Théâtre
Une bête ordinaire aux Déchargeurs, une claque nécessaire.

Une bête ordinaire aux Déchargeurs, une claque nécessaire.

11 novembre 2019 | PAR David Rofé-Sarfati

La metteuse en scène Véronique Bellegarde affronte tous les périls en se saisissant du texte de Stéphanie Marchais sur les pubertés précoces. Avec celle-ci, elle en écrit une adaptation théâtrale; la pièce est magnifique,  furieusement angoissante et définitivement indispensable.

La pièce cache un manifeste contre les perturbateurs endocriniens présents partout aujourd’hui dans notre alimentation et l’air que nous respirons. Ces perturbateurs affolent chez de très jeunes filles les cycles hormonaux, une pollution muette dont on repère difficilement les responsables tant ils sont nombreux et systémiques. La pièce s’attache à l’histoire d’une jeune fille dévastée par une puberté physiologique très précoce. Aujourd’hui devenue femme elle nous livre un témoignage poignant de sa petite enfance lorsqu’à sept ans ses seins ont poussé et ses règles apparues; elle nous raconte comment en CE1 elle a fait commerce de sa nubilité précoce inaugurant la sortie de l’innocence.  Elle s’inventera un ami imaginaire, un père héros de la TV, ennemi public numéro un et la nuit elle fuira la maison pour nourrir ses rêveries sur le manège en bois du quartier.

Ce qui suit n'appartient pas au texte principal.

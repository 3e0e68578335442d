pub mod args;
pub mod config_loader;
pub mod demo_settings;
pub mod frame_dump;
pub mod obj_loader;
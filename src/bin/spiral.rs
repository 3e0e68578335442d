use raster_demos::demos::spiral::SpiralDemo;
use raster_demos::io::demo_settings::DemoDefaults;

fn main() {
    raster_demos::app::run("spiral", DemoDefaults::default().with_size(512, 512), SpiralDemo::new);
}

Dans sa chambre d’enfant devenue trop petite pour elle, notre héroïne malgré elle (Jade Fortineau) livre dans un long monologue le récit de ce qu’elle fut ; une Alice victime du biologique et déniaisée trop tôt. Bord plateau, un musicien, Philippe Thibault accompagne ses aveux. Il figure l’autre, le père absent, le hors champ, le futur de cet enfant brisé, il est aussi notre représentant sur scène. Il est le public et nous apaise car nous sommes bouleversés jusqu’à l’étouffement . Le rythme est soutenu. La tension frise parfois la limite du supportable. Dans des fulgurances, un échange de regards entre la femme et le musicien ouvre une respiration, nous libère et  soulage notre angoisse. C’est adroit. Le texte formidable laboure avec force et violence son sillon. Notre expérience de spectateur puise son plaisir dans ce montage rude aux rares respirations et à l’interprétation éblouissante de Jade Fortineau.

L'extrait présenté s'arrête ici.